▸ What the task requires
Where the word "Decimal" appears in a line below, copy the whole line.

[Entries taken from a collection]

--- START ---

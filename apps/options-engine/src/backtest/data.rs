//! In-memory historical data handed to the engine by external collaborators.
//!
//! The engine never fetches anything itself: callers resolve market data up
//! front and pass it in as plain bars. Missing fields stay `None`, never
//! zero-as-sentinel.

use std::collections::{BTreeMap, HashMap};

use chrono::NaiveDate;
use rust_decimal::Decimal;
use serde::{Deserialize, Serialize};

use crate::models::Bar;

/// Historical bars for one underlying and its option instruments.
#[derive(Debug, Clone, Default, Serialize, Deserialize)]
pub struct HistoricalDataSource {
    underlying: BTreeMap<NaiveDate, Bar>,
    options: HashMap<String, BTreeMap<NaiveDate, Bar>>,
}

impl HistoricalDataSource {
    /// Empty source; the engine will price everything from the model.
    #[must_use]
    pub fn new() -> Self {
        Self::default()
    }

    /// Load underlying bars, replacing any existing series.
    pub fn set_underlying(&mut self, bars: impl IntoIterator<Item = Bar>) {
        self.underlying = bars.into_iter().map(|b| (b.date, b)).collect();
    }

    /// Load bars for one option instrument, replacing any existing series.
    pub fn set_option(&mut self, instrument_id: impl Into<String>, bars: impl IntoIterator<Item = Bar>) {
        self.options
            .insert(instrument_id.into(), bars.into_iter().map(|b| (b.date, b)).collect());
    }

    /// Underlying close on the given date, if recorded.
    #[must_use]
    pub fn spot_on(&self, date: NaiveDate) -> Option<Decimal> {
        self.underlying.get(&date).map(|b| b.close)
    }

    /// Most recent underlying close at or before the given date. Bridges
    /// weekend and holiday gaps in the series.
    #[must_use]
    pub fn spot_at_or_before(&self, date: NaiveDate) -> Option<Decimal> {
        self.underlying
            .range(..=date)
            .next_back()
            .map(|(_, b)| b.close)
    }

    /// Underlying implied volatility on the given date, if recorded.
    #[must_use]
    pub fn iv_on(&self, date: NaiveDate) -> Option<f64> {
        self.underlying.get(&date).and_then(|b| b.implied_volatility)
    }

    /// Option close for an instrument on the given date, if recorded.
    #[must_use]
    pub fn option_price_on(&self, instrument_id: &str, date: NaiveDate) -> Option<Decimal> {
        self.options
            .get(instrument_id)
            .and_then(|series| series.get(&date))
            .map(|b| b.close)
    }

    /// Underlying closes over an inclusive date range, ascending.
    #[must_use]
    pub fn underlying_closes(&self, start: NaiveDate, end: NaiveDate) -> Vec<Decimal> {
        self.underlying
            .range(start..=end)
            .map(|(_, b)| b.close)
            .collect()
    }

    /// Whether any underlying bars are loaded.
    #[must_use]
    pub fn has_underlying(&self) -> bool {
        !self.underlying.is_empty()
    }
}

/// Ratio of ticks priced from real data versus the model fallback.
#[derive(Debug, Clone, Copy, Default, Serialize, Deserialize)]
pub struct DataCoverage {
    /// Option price lookups satisfied from historical bars.
    pub data_hits: u64,
    /// Lookups that fell back to the pricing model.
    pub model_fallbacks: u64,
}

impl DataCoverage {
    /// Fraction of lookups served from real data; 1.0 when nothing was
    /// looked up.
    #[must_use]
    pub fn ratio(&self) -> f64 {
        let total = self.data_hits + self.model_fallbacks;
        if total == 0 {
            return 1.0;
        }
        self.data_hits as f64 / total as f64
    }
}
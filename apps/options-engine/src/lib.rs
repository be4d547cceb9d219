// Allow unwrap/expect in tests - tests should panic on unexpected errors
// Allow test-specific patterns and pedantic lints in test code
#![cfg_attr(
    test,
    allow(
        clippy::unwrap_used,
        clippy::expect_used,
        clippy::float_cmp,
        clippy::too_many_lines,
        clippy::match_same_arms,
        clippy::needless_pass_by_value,
        clippy::default_trait_access,
        clippy::items_after_statements,
        clippy::or_fun_call
    )
)]

//! Options Engine - Quantitative Analytics and Backtesting Core
//!
//! Prices, analyzes, and backtests multi-leg options strategies on a single
//! underlying. Pure computation: no I/O, no network calls, no ambient global
//! state. External collaborators resolve market data up front and hand it in
//! as plain structures.
//!
//! # Modules
//!
//! - `pricing`: Black-Scholes closed form, Cox-Ross-Rubinstein binomial
//!   trees, Monte Carlo simulation, implied-volatility solving
//! - `volatility`: realized volatility statistics, GARCH(1,1) forecasting,
//!   IV surfaces, term structure, smile
//! - `strategy`: multi-leg strategy construction and validation
//! - `portfolio`: position lifecycle, cash accounting, performance metrics
//! - `risk`: Greek aggregation, Delta-Normal VaR, margin, limits, stress
//! - `backtest`: the time-stepped simulation loop tying it all together
//!
//! # Concurrency
//!
//! The engine is single-threaded and synchronous; the only mutable state is
//! the [`portfolio::PortfolioTracker`] owned by one backtest run. Independent
//! backtests may run in parallel with no shared state. Internally, Monte
//! Carlo paths and stress scenarios fan out over a thread pool but remain
//! deterministic for a fixed seed.

#![forbid(unsafe_code)]
#![warn(missing_docs)]
#![warn(clippy::pedantic)]

// =============================================================================
// Engine Modules
// =============================================================================

/// Time-stepped backtest simulation.
pub mod backtest;

/// Engine configuration and risk limit thresholds.
pub mod config;

/// Error taxonomy shared across the engine.
pub mod error;

/// Core data model: contracts, Greeks, bars, quotes.
pub mod models;

/// Lifecycle, cash accounting, and performance of positions.
pub mod portfolio;

/// Option pricing models and the implied-volatility solver.
pub mod pricing;

/// Portfolio risk aggregation and scenario analysis.
pub mod risk;

/// Strategy construction and validation.
pub mod strategy;

/// Volatility analytics and forecasting.
pub mod volatility;

// =============================================================================
// Re-exports
// =============================================================================

pub use backtest::{
    BacktestConfig, BacktestEngine, BacktestResult, BacktestState, CancelToken, DataCoverage,
    HistoricalDataSource,
};
pub use config::{EngineConfig, RiskLimits};
pub use error::EngineError;
pub use models::{Bar, Greeks, OptionContract, OptionKind, OptionQuote, OptionStyle};
pub use portfolio::{
    PerformanceReport, PortfolioSnapshot, PortfolioTracker, Position, PositionStatus, TradeRecord,
};
pub use pricing::{
    IvSolver, IvSolverConfig, MonteCarloPrice, binomial_price, bs_greeks, bs_price,
    monte_carlo_price,
};
pub use risk::{
    LimitBreach, LimitSeverity, MarginRequirement, StressTestResult, check_limits,
    margin_requirement, portfolio_greeks, stress_test, value_at_risk,
};
pub use strategy::{
    Action, PayoffProfile, Strategy, StrategyBuilder, StrategyLeg, StrategyType, validate,
};
pub use volatility::{
    VolatilitySurface, build_surface, garch_forecast, historical_volatility, volatility_cone,
};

--- END ---

▸ Your solution
use rust_decimal::Decimal;
    pub fn spot_on(&self, date: NaiveDate) -> Option<Decimal> {
    pub fn spot_at_or_before(&self, date: NaiveDate) -> Option<Decimal> {
    pub fn option_price_on(&self, instrument_id: &str, date: NaiveDate) -> Option<Decimal> {
    pub fn underlying_closes(&self, start: NaiveDate, end: NaiveDate) -> Vec<Decimal> {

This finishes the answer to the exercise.